→ **DIRECTIONS FOR THIS TASK**:
Could you print exactly the lines of the listing below, starting at the line that has "1000 B/s overall" and ending at the line that has "async fn test_reallocation_restarts_window()", and only those lines?
___ SOURCE DATA ___
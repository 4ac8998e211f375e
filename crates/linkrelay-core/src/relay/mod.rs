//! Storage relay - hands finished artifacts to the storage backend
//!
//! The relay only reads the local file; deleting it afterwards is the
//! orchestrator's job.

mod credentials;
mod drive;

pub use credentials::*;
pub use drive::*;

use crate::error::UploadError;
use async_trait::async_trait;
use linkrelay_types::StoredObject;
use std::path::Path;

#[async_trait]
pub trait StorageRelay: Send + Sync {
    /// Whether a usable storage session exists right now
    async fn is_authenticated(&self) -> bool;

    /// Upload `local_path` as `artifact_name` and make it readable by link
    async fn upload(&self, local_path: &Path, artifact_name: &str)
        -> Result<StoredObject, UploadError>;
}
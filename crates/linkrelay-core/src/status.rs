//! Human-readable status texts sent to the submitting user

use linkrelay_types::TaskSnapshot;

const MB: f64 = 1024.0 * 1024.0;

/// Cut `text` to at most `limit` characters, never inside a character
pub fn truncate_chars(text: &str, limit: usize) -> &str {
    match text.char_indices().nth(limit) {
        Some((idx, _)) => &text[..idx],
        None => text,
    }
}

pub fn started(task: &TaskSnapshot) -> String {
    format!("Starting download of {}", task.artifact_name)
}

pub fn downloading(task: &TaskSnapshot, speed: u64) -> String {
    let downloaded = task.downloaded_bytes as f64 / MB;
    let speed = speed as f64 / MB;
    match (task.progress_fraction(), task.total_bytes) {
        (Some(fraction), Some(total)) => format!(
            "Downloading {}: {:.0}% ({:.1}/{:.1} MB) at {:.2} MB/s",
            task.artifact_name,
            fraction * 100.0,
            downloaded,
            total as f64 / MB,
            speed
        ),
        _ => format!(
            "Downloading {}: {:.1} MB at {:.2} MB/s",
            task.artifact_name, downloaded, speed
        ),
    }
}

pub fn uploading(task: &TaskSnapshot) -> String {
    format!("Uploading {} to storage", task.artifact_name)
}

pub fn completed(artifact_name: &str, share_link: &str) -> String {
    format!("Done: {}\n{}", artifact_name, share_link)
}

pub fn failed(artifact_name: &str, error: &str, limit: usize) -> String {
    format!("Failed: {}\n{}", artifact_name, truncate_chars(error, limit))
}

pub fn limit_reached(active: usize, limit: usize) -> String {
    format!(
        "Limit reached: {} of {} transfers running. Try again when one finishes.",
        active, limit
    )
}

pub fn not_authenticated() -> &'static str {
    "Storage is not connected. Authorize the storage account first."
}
___
___ SOURCE DATA ___
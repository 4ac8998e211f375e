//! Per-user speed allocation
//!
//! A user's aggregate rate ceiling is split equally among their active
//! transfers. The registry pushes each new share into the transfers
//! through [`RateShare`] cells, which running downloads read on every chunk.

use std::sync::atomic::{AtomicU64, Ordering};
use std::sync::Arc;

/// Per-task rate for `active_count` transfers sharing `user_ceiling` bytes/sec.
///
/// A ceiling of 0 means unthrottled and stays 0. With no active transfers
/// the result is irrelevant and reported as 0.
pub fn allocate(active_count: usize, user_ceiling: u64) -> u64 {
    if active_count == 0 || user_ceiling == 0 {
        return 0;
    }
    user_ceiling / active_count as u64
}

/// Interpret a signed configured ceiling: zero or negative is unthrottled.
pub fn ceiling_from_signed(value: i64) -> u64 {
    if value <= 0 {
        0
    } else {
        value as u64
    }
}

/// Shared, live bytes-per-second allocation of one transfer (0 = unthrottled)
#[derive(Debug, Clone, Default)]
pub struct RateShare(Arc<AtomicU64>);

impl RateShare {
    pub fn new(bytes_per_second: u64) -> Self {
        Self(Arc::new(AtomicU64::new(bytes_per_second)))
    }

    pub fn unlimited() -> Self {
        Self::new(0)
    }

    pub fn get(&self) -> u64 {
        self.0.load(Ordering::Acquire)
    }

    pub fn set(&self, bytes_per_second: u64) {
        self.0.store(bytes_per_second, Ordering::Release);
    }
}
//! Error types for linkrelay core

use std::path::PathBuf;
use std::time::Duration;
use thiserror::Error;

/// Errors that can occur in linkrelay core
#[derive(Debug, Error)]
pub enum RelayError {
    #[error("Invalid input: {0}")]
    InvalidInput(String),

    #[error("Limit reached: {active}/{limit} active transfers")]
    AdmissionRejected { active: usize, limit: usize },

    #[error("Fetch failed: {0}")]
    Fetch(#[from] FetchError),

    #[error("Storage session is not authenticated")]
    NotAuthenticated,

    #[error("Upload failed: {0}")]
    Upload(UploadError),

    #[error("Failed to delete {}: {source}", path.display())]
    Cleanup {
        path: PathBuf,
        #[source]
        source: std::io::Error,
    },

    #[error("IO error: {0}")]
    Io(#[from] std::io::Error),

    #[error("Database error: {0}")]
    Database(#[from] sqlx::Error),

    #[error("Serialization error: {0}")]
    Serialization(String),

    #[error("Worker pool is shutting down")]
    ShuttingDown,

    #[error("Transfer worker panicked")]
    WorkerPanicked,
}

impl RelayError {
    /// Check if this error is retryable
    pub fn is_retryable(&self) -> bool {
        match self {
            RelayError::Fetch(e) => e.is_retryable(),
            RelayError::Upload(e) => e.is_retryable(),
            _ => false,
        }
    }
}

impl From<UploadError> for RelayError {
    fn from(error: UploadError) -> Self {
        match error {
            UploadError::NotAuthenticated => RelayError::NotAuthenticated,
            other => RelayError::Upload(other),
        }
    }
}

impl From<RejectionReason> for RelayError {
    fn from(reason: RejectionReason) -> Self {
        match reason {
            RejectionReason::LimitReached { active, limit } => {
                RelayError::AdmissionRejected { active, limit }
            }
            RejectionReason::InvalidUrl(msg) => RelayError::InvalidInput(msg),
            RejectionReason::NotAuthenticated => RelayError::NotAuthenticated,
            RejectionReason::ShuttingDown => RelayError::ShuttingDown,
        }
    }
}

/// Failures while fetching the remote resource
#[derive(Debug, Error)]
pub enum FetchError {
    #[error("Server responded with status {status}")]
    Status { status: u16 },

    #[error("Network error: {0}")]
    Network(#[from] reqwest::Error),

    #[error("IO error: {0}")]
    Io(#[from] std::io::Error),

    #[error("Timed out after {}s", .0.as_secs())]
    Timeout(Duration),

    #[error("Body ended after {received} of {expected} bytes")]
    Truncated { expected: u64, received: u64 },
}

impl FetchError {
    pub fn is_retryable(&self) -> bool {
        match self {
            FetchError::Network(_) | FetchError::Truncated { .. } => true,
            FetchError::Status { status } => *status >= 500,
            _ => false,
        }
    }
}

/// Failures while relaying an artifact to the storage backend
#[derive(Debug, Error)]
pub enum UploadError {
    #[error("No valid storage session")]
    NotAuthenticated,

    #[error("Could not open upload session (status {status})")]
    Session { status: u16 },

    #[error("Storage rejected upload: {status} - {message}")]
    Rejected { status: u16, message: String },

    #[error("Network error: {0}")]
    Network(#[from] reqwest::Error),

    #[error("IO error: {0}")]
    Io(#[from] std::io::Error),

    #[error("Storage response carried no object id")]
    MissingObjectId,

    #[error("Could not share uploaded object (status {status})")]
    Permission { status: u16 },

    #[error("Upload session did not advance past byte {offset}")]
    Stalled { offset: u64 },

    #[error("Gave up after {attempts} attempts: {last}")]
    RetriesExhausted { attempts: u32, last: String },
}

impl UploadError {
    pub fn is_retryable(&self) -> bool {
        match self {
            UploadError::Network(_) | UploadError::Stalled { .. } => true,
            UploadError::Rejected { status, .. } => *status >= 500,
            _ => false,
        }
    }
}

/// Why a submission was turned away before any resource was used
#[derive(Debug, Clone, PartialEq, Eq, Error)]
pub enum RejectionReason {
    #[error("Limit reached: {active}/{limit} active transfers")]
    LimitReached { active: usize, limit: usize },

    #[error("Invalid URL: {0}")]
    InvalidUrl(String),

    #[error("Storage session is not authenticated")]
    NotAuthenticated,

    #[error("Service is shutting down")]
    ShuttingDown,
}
___
___ SOURCE DATA ___
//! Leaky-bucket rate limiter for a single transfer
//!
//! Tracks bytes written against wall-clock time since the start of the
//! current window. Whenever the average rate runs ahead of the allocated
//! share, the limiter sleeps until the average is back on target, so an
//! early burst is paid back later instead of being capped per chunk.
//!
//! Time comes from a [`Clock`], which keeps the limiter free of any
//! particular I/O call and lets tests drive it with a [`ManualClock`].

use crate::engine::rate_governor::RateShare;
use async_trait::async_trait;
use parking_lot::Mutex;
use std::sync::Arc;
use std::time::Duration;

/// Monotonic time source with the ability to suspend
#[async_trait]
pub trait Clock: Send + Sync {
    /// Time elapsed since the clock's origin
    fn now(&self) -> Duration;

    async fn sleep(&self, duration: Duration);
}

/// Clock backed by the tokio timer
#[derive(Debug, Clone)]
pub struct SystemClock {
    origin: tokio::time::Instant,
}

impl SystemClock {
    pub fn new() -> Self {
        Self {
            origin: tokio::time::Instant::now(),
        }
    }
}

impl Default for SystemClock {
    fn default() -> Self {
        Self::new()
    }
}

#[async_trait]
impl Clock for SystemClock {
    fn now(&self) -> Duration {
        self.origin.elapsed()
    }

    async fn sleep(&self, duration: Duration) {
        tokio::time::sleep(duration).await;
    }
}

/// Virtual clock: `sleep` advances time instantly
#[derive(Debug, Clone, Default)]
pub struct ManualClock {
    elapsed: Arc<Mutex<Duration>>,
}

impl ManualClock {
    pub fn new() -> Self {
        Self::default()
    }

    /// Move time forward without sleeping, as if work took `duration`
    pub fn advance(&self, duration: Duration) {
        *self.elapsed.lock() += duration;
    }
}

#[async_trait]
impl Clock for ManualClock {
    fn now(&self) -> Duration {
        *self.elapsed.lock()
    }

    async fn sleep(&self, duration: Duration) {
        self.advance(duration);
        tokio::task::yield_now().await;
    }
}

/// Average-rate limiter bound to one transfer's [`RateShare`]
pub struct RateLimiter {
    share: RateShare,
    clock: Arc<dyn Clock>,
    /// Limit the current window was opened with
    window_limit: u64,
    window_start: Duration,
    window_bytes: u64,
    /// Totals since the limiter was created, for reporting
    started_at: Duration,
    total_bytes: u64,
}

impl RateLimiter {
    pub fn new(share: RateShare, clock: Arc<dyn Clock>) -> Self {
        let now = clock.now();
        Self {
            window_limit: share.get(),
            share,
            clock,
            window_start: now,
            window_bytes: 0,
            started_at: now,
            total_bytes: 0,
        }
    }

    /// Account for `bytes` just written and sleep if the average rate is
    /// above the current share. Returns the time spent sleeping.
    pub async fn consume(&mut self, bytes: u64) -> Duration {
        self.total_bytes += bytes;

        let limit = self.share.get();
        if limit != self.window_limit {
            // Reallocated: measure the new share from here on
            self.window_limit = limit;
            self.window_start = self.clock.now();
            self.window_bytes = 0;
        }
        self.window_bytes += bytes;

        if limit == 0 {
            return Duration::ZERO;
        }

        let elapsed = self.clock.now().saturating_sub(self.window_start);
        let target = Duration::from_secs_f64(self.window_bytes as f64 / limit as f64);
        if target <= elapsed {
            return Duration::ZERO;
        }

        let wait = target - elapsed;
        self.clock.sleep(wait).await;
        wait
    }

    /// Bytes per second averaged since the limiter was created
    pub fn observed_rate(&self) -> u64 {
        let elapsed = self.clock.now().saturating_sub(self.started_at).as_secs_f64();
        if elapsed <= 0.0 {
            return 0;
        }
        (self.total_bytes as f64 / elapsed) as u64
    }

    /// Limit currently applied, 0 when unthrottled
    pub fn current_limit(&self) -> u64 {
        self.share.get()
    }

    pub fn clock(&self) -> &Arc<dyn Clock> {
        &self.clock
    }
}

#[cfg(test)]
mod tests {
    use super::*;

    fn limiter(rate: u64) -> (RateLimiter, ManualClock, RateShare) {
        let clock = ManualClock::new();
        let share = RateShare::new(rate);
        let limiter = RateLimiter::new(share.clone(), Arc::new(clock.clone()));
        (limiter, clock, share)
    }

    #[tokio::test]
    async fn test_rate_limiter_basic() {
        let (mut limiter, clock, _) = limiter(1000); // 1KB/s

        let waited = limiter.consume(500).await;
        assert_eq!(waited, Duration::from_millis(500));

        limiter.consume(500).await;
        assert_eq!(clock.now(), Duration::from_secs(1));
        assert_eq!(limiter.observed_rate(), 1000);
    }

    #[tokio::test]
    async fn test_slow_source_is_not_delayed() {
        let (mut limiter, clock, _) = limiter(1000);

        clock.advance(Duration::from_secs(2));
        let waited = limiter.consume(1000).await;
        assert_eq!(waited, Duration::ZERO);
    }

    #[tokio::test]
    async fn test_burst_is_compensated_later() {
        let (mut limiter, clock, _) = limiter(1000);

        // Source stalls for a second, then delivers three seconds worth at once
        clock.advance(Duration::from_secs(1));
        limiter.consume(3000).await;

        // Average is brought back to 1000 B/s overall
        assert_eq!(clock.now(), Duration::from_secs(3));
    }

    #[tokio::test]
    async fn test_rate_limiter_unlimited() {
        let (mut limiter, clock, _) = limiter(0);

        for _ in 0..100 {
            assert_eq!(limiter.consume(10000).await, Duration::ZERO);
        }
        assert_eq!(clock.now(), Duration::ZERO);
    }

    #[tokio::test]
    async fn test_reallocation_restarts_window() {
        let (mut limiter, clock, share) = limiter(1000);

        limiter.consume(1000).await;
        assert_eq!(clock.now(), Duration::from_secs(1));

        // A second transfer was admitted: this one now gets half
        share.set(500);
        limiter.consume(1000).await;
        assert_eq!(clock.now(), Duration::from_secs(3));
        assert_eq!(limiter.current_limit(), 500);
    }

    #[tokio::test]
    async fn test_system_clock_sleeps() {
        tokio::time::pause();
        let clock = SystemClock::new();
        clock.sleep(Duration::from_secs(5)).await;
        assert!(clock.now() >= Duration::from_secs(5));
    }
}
___
→ **EXERCISE RESPONSE**:
        // Average is brought back to 1000 B/s overall
        assert_eq!(clock.now(), Duration::from_secs(3));
    }

    #[tokio::test]
    async fn test_rate_limiter_unlimited() {
        let (mut limiter, clock, _) = limiter(0);

        for _ in 0..100 {
            assert_eq!(limiter.consume(10000).await, Duration::ZERO);
        }
        assert_eq!(clock.now(), Duration::ZERO);
    }

    #[tokio::test]
    async fn test_reallocation_restarts_window() {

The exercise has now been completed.